Unos años después de su estancia en San Sebastián, sintiendo de nuevo la nostalgia de la vida más agitada de la corte, don Eugenio volvió a Madrid y se instaló con Josefina en un modesto piso tercero de la calle del Barco, cerca de la plaza de San Ildefonso. Don Eugenio tenía pocas amistades entre políticos; conocía a algunos militares y a los comerciantes fruteros de la plaza, e iba de tertulia a sus tiendas.

Josefina y don Eugenio pasaban las temporadas veraniegas en Salas de los Infantes y en San Leonardo.

Don Eugenio solía ir de visita a casa de sus amigos. A la suya de la calle del Barco acudía poca gente. Algunas veces se encontraba allí a las hijas del general Lersundi, que eran entonces niñas. Aviraneta las obsequiaba con caramelos, les hablaba en vascuence y cantaba el Iriyarena y daba palmadas para que las chiquillas bailaran.

Nadie se acordaba en España de Aviraneta; pero quedaban en el ambiente algunas historias falsas que se referían a él.

En Burgos me dijeron que, al principio de la guerra de la Independencia, Aviraneta, preso con su padre, que era regidor, y condenado con él a muerte, estuvo en una mazmorra del castillo hasta que fue enviado a la ciudadela de Bayona.

En Zaragoza me contaron que había seducido allí a dos hermanas, las había dejado encinta, y, perseguido, se había escapado a nado por el Ebro; luego, llegado a Barcelona, había sublevado un regimiento.

En Madrid, un viejo me contó que don Eugenio, solo, con una navaja, degolló a varios frailes en el colegio de San Isidro en 1834.
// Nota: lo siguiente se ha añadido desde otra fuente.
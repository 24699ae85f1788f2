// =============================================================================
// Crash Forecast Service — Main Entry Point
// =============================================================================
//
// Aggregates several forecast-oracle answers about the next value of a
// crash-multiplier series into one consensus forecast, with a deterministic
// fallback when no oracle answers.
// =============================================================================

// ── Module declarations ──────────────────────────────────────────────────────
mod analytics;
mod api;
mod app_state;
mod audit;
mod cache;
mod consensus;
mod error;
mod fallback;
mod latency;
mod oracle;
mod orchestrator;
mod predictor;
mod runtime_config;
mod types;

use std::sync::Arc;
use std::time::Duration;

use anyhow::Context;
use tracing::{error, info, warn};
use tracing_subscriber::EnvFilter;

use crate::app_state::AppState;
use crate::oracle::ChatCompletionClient;
use crate::runtime_config::RuntimeConfig;

const CONFIG_PATH: &str = "predictor_config.json";

#[tokio::main]
async fn main() -> anyhow::Result<()> {
    // ── 1. Environment & config ──────────────────────────────────────────
    let _ = dotenv::dotenv();

    tracing_subscriber::fmt()
        .with_env_filter(
            EnvFilter::try_from_default_env().unwrap_or_else(|_| EnvFilter::new("info")),
        )
        .init();

    info!("Crash Forecast Service starting up");

    let mut config = RuntimeConfig::load(CONFIG_PATH).unwrap_or_else(|e| {
        warn!(error = %e, "Failed to load config, using defaults");
        RuntimeConfig::default()
    });
    config.apply_env_overrides()?;

    info!(
        model = %config.oracle.model,
        postures = config.oracle.postures.len(),
        min_series_len = config.min_series_len,
        cache_capacity = config.cache_capacity,
        cache_ttl_secs = config.cache_ttl_secs,
        seeded = config.monte_carlo_seed.is_some(),
        "Configuration loaded"
    );

    // ── 2. Oracle client ─────────────────────────────────────────────────
    let api_key = std::env::var("ORACLE_API_KEY").unwrap_or_default();
    if api_key.is_empty() {
        warn!("ORACLE_API_KEY not set — every oracle call will fail and answers will come from the fallback");
    }
    let oracle = Arc::new(ChatCompletionClient::new(&config.oracle, &api_key)?);

    // ── 3. Shared state ──────────────────────────────────────────────────
    let sweep_interval = Duration::from_secs(config.cache_sweep_interval_secs.max(1));
    let bind_addr = config.bind_addr.clone();
    let state = Arc::new(AppState::new(config, oracle));

    // ── 4. Background cache sweep ────────────────────────────────────────
    let sweeper = cache::spawn_sweeper(state.cache.clone(), sweep_interval);

    // ── 5. API server ────────────────────────────────────────────────────
    let app = api::rest::router(state.clone());
    let listener = tokio::net::TcpListener::bind(&bind_addr)
        .await
        .with_context(|| format!("failed to bind API server on {bind_addr}"))?;
    info!(addr = %bind_addr, "API server listening");

    let server = axum::serve(listener, app).with_graceful_shutdown(async {
        if let Err(e) = tokio::signal::ctrl_c().await {
            error!(error = %e, "Failed to listen for shutdown signal");
        }
        warn!("Shutdown signal received — stopping gracefully");
    });

    if let Err(e) = server.await {
        error!(error = %e, "API server failed");
    }

    // ── 6. Shutdown ──────────────────────────────────────────────────────
    sweeper.abort();
    let cache = state.cache.stats();
    info!(
        cache_hits = cache.hits,
        cache_misses = cache.misses,
        journal_records = state.journal.len(),
        "Crash Forecast Service shut down complete."
    );
    Ok(())
}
En Vitoria se hablaba con detalles de un hecho melodramático. Aviraneta, en tiempo de guerra, se había presentado con un puñal en el alojamiento de Don Carlos para matarle, y en el momento en que le descubrieron se tiró por una ventana y salió huyendo por el campo.

En Aranda me aseguraron que don Eugenio había sido un hereje, y que en su juventud tuvo un proceso en la Inquisición, lo que parece que fue cierto.

También me aseguraron que en el segundo período constitucional, de 1820 al 23, preparó el asesinato del Cura Merino, lo que escandalizó al pueblo y le hizo odioso a los absolutistas.

Algunos decían que había sido carlista y traidor a los liberales.

Lo único que se sabía de él eran algunas historias, la mayoría, indudablemente, falsas. Al acercarse a los ochenta años, don Eugenio volvía un poco a la infancia, le gustaba cantar en vascuence canciones de su juventud, era muy entusiasta de Iparraguirre y se pasaba la vida leyendo folletines y memorias de generales.